As I have already indicated, the judgment of the tribunal bears close reading. The Government are, of course, considering it very carefully. As I said in response to my right hon. and learned Friend the Member for Rushcliffe (Mr Clarke), the Government propose publishing a draft Bill on investigatory powers very shortly and we will be looking at further safeguards in the Bill.
I am genuinely grateful to the Home Secretary for giving way. Could she clarify a small but interesting point relating to her comment about the devolved institutions? A number of Members from many parties also sat in the Northern Ireland Assembly—it was not popular with the public, but they held a dual mandate—so if the Wilson doctrine did not apply to Members of the Assembly, was that just set aside because they were also MPs? Which prevailed—their membership of the Northern Ireland Assembly or their membership of this House?
The hon. Lady has identified a conundrum, which perhaps makes it all the more significant that we look at the issue in due course.
I reiterate that the protection offered by the doctrine remains in force and nothing in the Investigatory Powers Tribunal ruling changes that position. These are serious matters that touch on the wider debate about the right balance between privacy and national security.
I am very grateful to the Home Secretary for confirming that. I fully understand the concerns of those who were Members of the previous Parliament.

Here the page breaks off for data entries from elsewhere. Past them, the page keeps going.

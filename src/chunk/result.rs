//! The ChunkResult type - one unit of output from a chunk reader.

use bytes::Bytes;
use std::fmt;

use crate::error::ChunkError;

/// One chunk delivered by a [`ChunkReader`](crate::ChunkReader).
///
/// A result holds the chunk's bytes (its own data followed by the peek
/// window) and, for the last result of a failed read, the error that ended
/// production. A result is never both empty and error-free.
///
/// # Example
///
/// ```
/// use std::io::Cursor;
/// use peekchunk::{CancelToken, ChunkReader};
///
/// let reader = ChunkReader::default();
/// for result in reader.read(&CancelToken::new(), Cursor::new(b"hello world".to_vec())) {
///     if let Some(err) = result.error() {
///         eprintln!("read failed: {err}");
///     }
///     assert_eq!(result.bytes(), b"hello world");
/// }
/// ```
#[derive(Debug)]
pub struct ChunkResult {
    data: Vec<u8>,
    error: Option<ChunkError>,
}

impl ChunkResult {
    pub(crate) fn new(data: Vec<u8>, error: Option<ChunkError>) -> Self {
        Self { data, error }
    }

    /// Returns the chunk data.
    pub fn bytes(&self) -> &[u8] {
        &self.data
    }

    /// Returns the error that ended production, if any.
    pub fn error(&self) -> Option<&ChunkError> {
        self.error.as_ref()
    }

    /// Returns true if this result carries an error.
    pub fn is_err(&self) -> bool {
        self.error.is_some()
    }

    /// Returns the length of the chunk data.
    pub fn len(&self) -> usize {
        self.data.len()
    }

    /// Returns true if the chunk has no data.
    pub fn is_empty(&self) -> bool {
        self.data.is_empty()
    }

    /// Returns the capacity of the buffer backing the chunk data.
    pub fn capacity(&self) -> usize {
        self.data.capacity()
    }

    /// Consumes the result and returns the data, dropping any error.
    pub fn into_bytes(self) -> Bytes {
        Bytes::from(self.data)
    }

    /// Splits the result into (data, error).
    pub fn into_parts(self) -> (Bytes, Option<ChunkError>) {
        (Bytes::from(self.data), self.error)
    }

    /// Converts into a `Result`, discarding partial data if an error is set.
    pub fn into_result(self) -> Result<Bytes, ChunkError> {
        match self.error {
            Some(err) => Err(err),
            None => Ok(Bytes::from(self.data)),
        }
    }
}

impl fmt::Display for ChunkResult {
    fn fmt(&self, f: &mut fmt::Formatter<'_>) -> fmt::Result {
        write!(f, "ChunkResult({} bytes", self.len())?;
        if let Some(err) = &self.error {
            write!(f, ", error={}", err)?;
        }
        write!(f, ")")
    }
}

#[cfg(test)]
mod tests {
    use super::*;
    use std::io;

    fn failed(data: &[u8]) -> ChunkResult {
        ChunkResult::new(data.to_vec(), Some(io::Error::other("boom").into()))
    }

    #[test]
    fn test_ok_result() {
        let result = ChunkResult::new(b"hello".to_vec(), None);
        assert_eq!(result.len(), 5);
        assert!(!result.is_empty());
        assert!(!result.is_err());
        assert_eq!(result.bytes(), b"hello");
    }

    #[test]
    fn test_error_result_keeps_partial_data() {
        let result = failed(b"part");
        assert!(result.is_err());
        let (data, err) = result.into_parts();
        assert_eq!(&data[..], b"part");
        assert_eq!(err.and_then(|e| e.io_kind()), Some(io::ErrorKind::Other));
    }

    #[test]
    fn test_into_result() {
        let ok = ChunkResult::new(b"abc".to_vec(), None).into_result().unwrap();
        assert_eq!(&ok[..], b"abc");

        assert!(failed(b"abc").into_result().is_err());
    }

    #[test]
    fn test_into_bytes_drops_error() {
        assert_eq!(&failed(b"xy").into_bytes()[..], b"xy");
    }

    #[test]
    fn test_capacity_reflects_buffer() {
        let mut data = Vec::with_capacity(32);
        data.extend_from_slice(b"abc");
        let result = ChunkResult::new(data, None);
        assert_eq!(result.len(), 3);
        assert_eq!(result.capacity(), 32);
    }

    #[test]
    fn test_display() {
        let result = ChunkResult::new(b"hello".to_vec(), None);
        assert_eq!(result.to_string(), "ChunkResult(5 bytes)");

        let s = failed(b"").to_string();
        assert!(s.contains("0 bytes"));
        assert!(s.contains("error=io error: boom"));
    }
}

If things were to be done in such a manner again, there would clearly be an enormous public outcry.
The Home Secretary has given a very interesting response to the hon. and learned Lady. Indeed, all the responses have been very interesting. Speaking as a Member from Northern Ireland, it is a growing concern that representatives from the devolved regions, particularly from Northern Ireland, have not been welcomed on to Standing Committees. I urge the hon. and learned Lady to insist that the Joint Committee that considers the draft Bill includes representatives of the devolved regions from this House.

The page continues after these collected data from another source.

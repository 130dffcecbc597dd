//! Chunk types.
//!
//! - [`ChunkResult`] - Chunk bytes plus an optional terminal error

mod result;

pub use result::ChunkResult;
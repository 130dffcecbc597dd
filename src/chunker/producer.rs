//! The background loop that turns a byte source into overlapping chunks.

use std::io::Read;

use crossbeam_channel::{Sender, select};

use crate::cancel::CancelToken;
use crate::chunk::ChunkResult;
use crate::config::ReaderConfig;
use crate::error::{ChunkError, is_reportable};
use crate::source::PeekReader;

/// Why the producer stopped.
#[derive(Debug, Clone, Copy, PartialEq, Eq)]
pub(crate) enum Exit {
    /// The source ran dry.
    Exhausted,
    /// A reportable error was delivered.
    Failed,
    /// The token was cancelled.
    Cancelled,
    /// The consumer dropped its end of the queue.
    Disconnected,
}

/// Reads `source` chunk by chunk and sends each result on `tx`.
///
/// Each chunk holds up to `chunk_size` consumed bytes followed by up to
/// `peek_size` previewed bytes, which the next chunk reads again. Returns
/// once the source is exhausted or fails, a buffer cannot be allocated, the
/// token is cancelled, or the receiver is gone. Dropping `tx` on return
/// closes the queue.
pub(crate) fn produce<R: Read>(
    config: &ReaderConfig,
    source: R,
    cancel: &CancelToken,
    tx: Sender<ChunkResult>,
) -> Exit {
    let mut source = match PeekReader::try_with_capacity(config.total_size(), source) {
        Ok(source) => source,
        Err(e) => {
            let size = config.total_size();
            tracing::error!(error = %e, size, "failed to allocate lookahead buffer");
            let result = ChunkResult::new(Vec::new(), Some(ChunkError::Alloc { size, source: e }));
            return deliver(&tx, cancel, result).unwrap_or(Exit::Failed);
        }
    };
    let mut emitted = 0usize;

    tracing::debug!(
        chunk_size = config.chunk_size(),
        peek_size = config.peek_size(),
        buffer = source.capacity(),
        "starting chunk producer"
    );

    let exit = loop {
        let mut chunk = Vec::new();
        if let Err(e) = chunk.try_reserve_exact(config.total_size()) {
            let size = config.total_size();
            tracing::error!(error = %e, size, "failed to allocate chunk buffer");
            let result = ChunkResult::new(Vec::new(), Some(ChunkError::Alloc { size, source: e }));
            break deliver(&tx, cancel, result).unwrap_or(Exit::Failed);
        }
        chunk.resize(config.chunk_size(), 0);

        let (n, status) = source.read_full(&mut chunk);

        let data = if n > 0 {
            let peeked = source.peek(config.total_size() - n);
            let len = n + peeked.len();
            if len < config.small_chunk_threshold() {
                let mut compact = Vec::with_capacity(len);
                compact.extend_from_slice(&chunk[..n]);
                compact.extend_from_slice(peeked);
                compact
            } else {
                chunk.truncate(n);
                chunk.extend_from_slice(peeked);
                chunk
            }
        } else {
            Vec::new()
        };

        let (error, last) = match status {
            Ok(()) => (None, false),
            Err(e) if is_reportable(&e) => {
                tracing::error!(error = %e, bytes_read = n, "error reading chunk");
                (Some(ChunkError::Io(e)), true)
            }
            Err(_) => (None, true),
        };

        if error.is_none() && n == 0 {
            break Exit::Exhausted;
        }
        let failed = error.is_some();

        let len = data.len();
        if let Some(exit) = deliver(&tx, cancel, ChunkResult::new(data, error)) {
            break exit;
        }

        tracing::trace!(index = emitted, len, consumed = n, "emitted chunk");
        emitted += 1;

        if last {
            break if failed { Exit::Failed } else { Exit::Exhausted };
        }
    };

    tracing::debug!(
        chunks = emitted,
        exit = ?exit,
        buffered = source.buffered().len(),
        "chunk producer finished"
    );
    exit
}

/// Hands `result` to the consumer, blocking while the queue is full.
///
/// Returns `None` once delivered, or the reason delivery was abandoned.
fn deliver(tx: &Sender<ChunkResult>, cancel: &CancelToken, result: ChunkResult) -> Option<Exit> {
    if cancel.is_cancelled() {
        tracing::debug!("cancelled before delivery, dropping pending chunk");
        return Some(Exit::Cancelled);
    }

    select! {
        send(tx, result) -> res => res.err().map(|_| Exit::Disconnected),
        recv(cancel.signal()) -> _ => {
            tracing::debug!("cancelled while waiting on a full queue, dropping pending chunk");
            Some(Exit::Cancelled)
        }
    }
}

#[cfg(test)]
mod tests {
    use super::*;
    use std::io::{self, Cursor};

    use crate::config::{with_chunk_size, with_peek_size};

    fn run(config: ReaderConfig, data: &[u8]) -> (Exit, Vec<ChunkResult>) {
        let (tx, rx) = crossbeam_channel::unbounded();
        let exit = produce(&config, Cursor::new(data.to_vec()), &CancelToken::new(), tx);
        (exit, rx.into_iter().collect())
    }

    fn small() -> ReaderConfig {
        ReaderConfig::from_options([with_chunk_size(10), with_peek_size(3)])
    }

    #[test]
    fn test_alphabet_example() {
        let (exit, results) = run(small(), b"abcdefghijklmnopqrstuvwxyz");
        assert_eq!(exit, Exit::Exhausted);

        let chunks: Vec<&[u8]> = results.iter().map(|r| r.bytes()).collect();
        assert_eq!(
            chunks,
            vec![&b"abcdefghijklm"[..], &b"klmnopqrstuvw"[..], &b"uvwxyz"[..]]
        );
        assert!(results.iter().all(|r| !r.is_err()));
    }

    #[test]
    fn test_empty_source_emits_nothing() {
        let (exit, results) = run(small(), b"");
        assert_eq!(exit, Exit::Exhausted);
        assert!(results.is_empty());
    }

    #[test]
    fn test_exact_multiple_has_no_trailing_empty_chunk() {
        let data: Vec<u8> = (0..20).collect();
        let (exit, results) = run(small(), &data);
        assert_eq!(exit, Exit::Exhausted);
        assert_eq!(results.len(), 2);
        assert_eq!(results[0].bytes(), &data[0..13]);
        assert_eq!(results[1].bytes(), &data[10..20]);
    }

    #[test]
    fn test_large_chunk_reuses_working_buffer() {
        let data = vec![7u8; 100];
        let (_, results) = run(small(), &data);
        // Full chunks keep the total-size working buffer.
        assert_eq!(results[0].len(), 13);
        assert_eq!(results[0].capacity(), 13);

        let config = ReaderConfig::from_options([with_chunk_size(10), with_peek_size(10)]);
        let (_, results) = run(config, &[1u8; 15]);
        // 15 bytes is above half of 20, so the 20-byte buffer is kept as is.
        assert_eq!(results[0].len(), 15);
        assert_eq!(results[0].capacity(), 20);
    }

    #[test]
    fn test_small_chunk_is_tightly_sized() {
        let (_, results) = run(small(), b"abcdef");
        assert_eq!(results.len(), 1);
        assert_eq!(results[0].len(), 6);
        assert_eq!(results[0].capacity(), 6);
    }

    #[test]
    fn test_cancelled_before_start_sends_nothing() {
        let (tx, rx) = crossbeam_channel::unbounded();
        let cancel = CancelToken::new();
        cancel.cancel();

        let exit = produce(&small(), Cursor::new(vec![1u8; 50]), &cancel, tx);
        assert_eq!(exit, Exit::Cancelled);
        assert!(rx.try_recv().is_err());
    }

    #[test]
    fn test_dropped_receiver_stops_producer() {
        let (tx, rx) = crossbeam_channel::bounded(1);
        drop(rx);
        let exit = produce(&small(), Cursor::new(vec![1u8; 50]), &CancelToken::new(), tx);
        assert_eq!(exit, Exit::Disconnected);
    }

    #[test]
    #[cfg(target_pointer_width = "64")]
    fn test_unallocatable_chunk_is_reported() {
        let config =
            ReaderConfig::from_options([with_chunk_size(usize::MAX / 4), with_peek_size(0)]);
        assert!(config.validate().is_ok());

        let (exit, results) = run(config, b"secret data");
        assert_eq!(exit, Exit::Failed);
        assert_eq!(results.len(), 1);
        assert!(results[0].is_empty());
        assert!(matches!(results[0].error(), Some(ChunkError::Alloc { .. })));
    }

    #[test]
    fn test_immediate_failure_yields_empty_error_result() {
        struct Broken;
        impl Read for Broken {
            fn read(&mut self, _buf: &mut [u8]) -> io::Result<usize> {
                Err(io::Error::new(io::ErrorKind::PermissionDenied, "denied"))
            }
        }

        let (tx, rx) = crossbeam_channel::unbounded();
        let exit = produce(&small(), Broken, &CancelToken::new(), tx);
        assert_eq!(exit, Exit::Failed);

        let results: Vec<_> = rx.into_iter().collect();
        assert_eq!(results.len(), 1);
        assert!(results[0].is_empty());
        assert_eq!(
            results[0].error().and_then(|e| e.io_kind()),
            Some(io::ErrorKind::PermissionDenied)
        );
    }
}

As a novice parliamentarian, I am not sure of the propriety of such a proposal. If the House would find it acceptable, I would endorse the hon. Lady’s suggestion enthusiastically. If the draft investigatory powers Bill encompasses a clause that impacts on any sort of privilege for the Scottish Parliament or the devolved Assemblies, it is crucial that there is consultation with those Administrations.
Last week, we looked at the Immigration Bill, which rightly extends to the whole of Northern Ireland. Unfortunately, it appears that no Member from Northern Ireland will be on the Standing Committee. Given that the matter we are discussing today is of such importance, it would be very helpful to have an MP from Northern Ireland on the Joint Committee. I am not saying which party they should be from, but there should be a representative from the region.

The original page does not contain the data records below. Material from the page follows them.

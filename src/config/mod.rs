//! Configuration for chunk reading.
//!
//! This module provides the types that size the chunks a reader produces:
//!
//! - [`ReaderConfig`] - Resolved chunk, peek and derived sizes
//! - [`ConfigOption`] - A single override applied on top of the defaults
//!
//! # Example
//!
//! ```
//! use peekchunk::{ReaderConfig, with_chunk_size, with_peek_size};
//!
//! // Option list, applied in order
//! let config = ReaderConfig::from_options([with_chunk_size(4096), with_peek_size(512)]);
//! assert_eq!(config.total_size(), 4608);
//!
//! // Builder methods
//! let config = ReaderConfig::default().with_chunk_size(4096).with_peek_size(512);
//! assert_eq!(config.total_size(), 4608);
//! # Ok::<(), peekchunk::ChunkError>(())
//! ```

use crate::error::ChunkError;

/// Default chunk size (10 KiB).
pub const DEFAULT_CHUNK_SIZE: usize = 10 * 1024;

/// Default peek size (3 KiB).
pub const DEFAULT_PEEK_SIZE: usize = 3 * 1024;

/// Default size of a chunk including its peek window.
pub const DEFAULT_TOTAL_CHUNK_SIZE: usize = DEFAULT_CHUNK_SIZE + DEFAULT_PEEK_SIZE;

/// Fraction of the total chunk size below which a chunk is stored in a
/// tightly sized buffer instead of the working buffer.
pub const SMALL_CHUNK_THRESHOLD_RATIO: f64 = 0.5;

/// Largest accepted `chunk_size + peek_size`.
pub const MAX_TOTAL_CHUNK_SIZE: usize = isize::MAX as usize;

/// Default number of results the queue holds before the producer blocks.
pub const DEFAULT_CHANNEL_CAPACITY: usize = 64;

/// A single configuration override.
///
/// Options are applied in order on top of the defaults; when the same field
/// is set twice the last value wins.
#[derive(Debug, Clone, Copy, PartialEq, Eq, Hash)]
pub enum ConfigOption {
    /// Number of bytes each chunk advances the stream by.
    ChunkSize(usize),
    /// Number of upcoming bytes appended to each chunk.
    PeekSize(usize),
    /// Capacity of the result queue.
    ChannelCapacity(usize),
}

/// Sets the chunk size.
pub fn with_chunk_size(size: usize) -> ConfigOption {
    ConfigOption::ChunkSize(size)
}

/// Sets the peek size.
pub fn with_peek_size(size: usize) -> ConfigOption {
    ConfigOption::PeekSize(size)
}

/// Sets the result queue capacity.
pub fn with_channel_capacity(capacity: usize) -> ConfigOption {
    ConfigOption::ChannelCapacity(capacity)
}

/// Resolved configuration for a chunk reader.
///
/// `total_size` and `small_chunk_threshold` are derived from the chunk and
/// peek sizes and are recomputed by every setter, so
/// `total_size() == chunk_size() + peek_size()` always holds.
///
/// # Example
///
/// ```
/// use peekchunk::ReaderConfig;
///
/// let config = ReaderConfig::default();
/// assert_eq!(config.chunk_size(), 10 * 1024);
/// assert_eq!(config.peek_size(), 3 * 1024);
/// assert_eq!(config.small_chunk_threshold(), config.total_size() / 2);
/// ```
#[derive(Debug, Clone, Copy, PartialEq, Eq, Hash)]
pub struct ReaderConfig {
    /// Bytes consumed from the source per chunk.
    chunk_size: usize,

    /// Bytes previewed past the end of each chunk.
    peek_size: usize,

    /// `chunk_size + peek_size`.
    total_size: usize,

    /// Chunks shorter than this are copied into an exact-size buffer.
    small_chunk_threshold: usize,

    channel_capacity: usize,
}

impl ReaderConfig {
    /// Builds a configuration by applying `options` over the defaults.
    ///
    /// No validation happens here; see [`ReaderConfig::validate`].
    pub fn from_options<I>(options: I) -> Self
    where
        I: IntoIterator<Item = ConfigOption>,
    {
        options
            .into_iter()
            .fold(Self::default(), |config, option| config.apply(option))
    }

    /// Applies a single option.
    pub fn apply(self, option: ConfigOption) -> Self {
        match option {
            ConfigOption::ChunkSize(size) => self.with_chunk_size(size),
            ConfigOption::PeekSize(size) => self.with_peek_size(size),
            ConfigOption::ChannelCapacity(capacity) => self.with_channel_capacity(capacity),
        }
    }

    /// Sets the chunk size.
    pub fn with_chunk_size(mut self, size: usize) -> Self {
        self.chunk_size = size;
        self.recompute()
    }

    /// Sets the peek size.
    pub fn with_peek_size(mut self, size: usize) -> Self {
        self.peek_size = size;
        self.recompute()
    }

    /// Sets the result queue capacity. Zero makes every hand-off a rendezvous.
    pub fn with_channel_capacity(mut self, capacity: usize) -> Self {
        self.channel_capacity = capacity;
        self
    }

    /// Returns the chunk size.
    pub fn chunk_size(&self) -> usize {
        self.chunk_size
    }

    /// Returns the peek size.
    pub fn peek_size(&self) -> usize {
        self.peek_size
    }

    /// Returns the chunk size plus the peek size.
    pub fn total_size(&self) -> usize {
        self.total_size
    }

    /// Returns the small-chunk threshold.
    ///
    /// A chunk whose length is strictly below this value is considered small.
    pub fn small_chunk_threshold(&self) -> usize {
        self.small_chunk_threshold
    }

    /// Returns the result queue capacity.
    pub fn channel_capacity(&self) -> usize {
        self.channel_capacity
    }

    /// Validates the current configuration.
    ///
    /// The chunk size must be non-zero and the total size must not exceed
    /// [`MAX_TOTAL_CHUNK_SIZE`], the largest buffer Rust can allocate. A zero
    /// peek size is allowed and disables overlap.
    pub fn validate(&self) -> Result<(), ChunkError> {
        if self.chunk_size == 0 {
            return Err(ChunkError::InvalidConfig {
                message: "chunk_size must be non-zero",
            });
        }

        match self.chunk_size.checked_add(self.peek_size) {
            None => {
                return Err(ChunkError::InvalidConfig {
                    message: "chunk_size + peek_size overflows usize",
                });
            }
            Some(total) if total > MAX_TOTAL_CHUNK_SIZE => {
                return Err(ChunkError::InvalidConfig {
                    message: "chunk_size + peek_size exceeds isize::MAX",
                });
            }
            Some(_) => {}
        }

        Ok(())
    }

    fn recompute(mut self) -> Self {
        self.total_size = self.chunk_size.saturating_add(self.peek_size);
        self.small_chunk_threshold = small_chunk_threshold(self.total_size);
        self
    }
}

impl Default for ReaderConfig {
    fn default() -> Self {
        Self {
            chunk_size: DEFAULT_CHUNK_SIZE,
            peek_size: DEFAULT_PEEK_SIZE,
            total_size: DEFAULT_TOTAL_CHUNK_SIZE,
            small_chunk_threshold: small_chunk_threshold(DEFAULT_TOTAL_CHUNK_SIZE),
            channel_capacity: DEFAULT_CHANNEL_CAPACITY,
        }
    }
}

// Half of the total, rounded up, so that `len < threshold` matches
// `len < total * SMALL_CHUNK_THRESHOLD_RATIO` exactly.
fn small_chunk_threshold(total_size: usize) -> usize {
    total_size.div_ceil(2)
}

It is a great privilege to follow the hon. Member for Walsall North (Mr Winnick). I do not always agree with him, but today I absolutely did.
Going back to 1966 and Prime Minister Wilson, one of the concerns was that the Prime Minister might be having his telephone conversations intercepted by the security forces. Fast forward to today, and let us say—I am not saying this has happened—we had a Leader of the Opposition who would not press the nuclear button, who was perhaps a member of CND, and whom someone deep in the bowels of MI5 or MI6 thought should not have certain information or needed to be listened into. It is not that far-fetched or impossible.
This is one of the most important debates we have had for a long time, and I am grateful to you, Mr Speaker, for having granted the SO24 application, but I am disappointed more Members are not in the Chamber, because it goes right to the heart of why we are parliamentarians. Yes, we have freedom of speech in the Chamber, but we have to talk to our constituents and other important people, including colleagues, knowing that our conversations are protected. We do not want the Government listening in. Our job is to scrutinise the Government, and if they had listened in to some of my conversations, they would rightly be concerned. No doubt, they could use what I said against me, but that is not the point. We are here to scrutinise the Government, and we need this protection.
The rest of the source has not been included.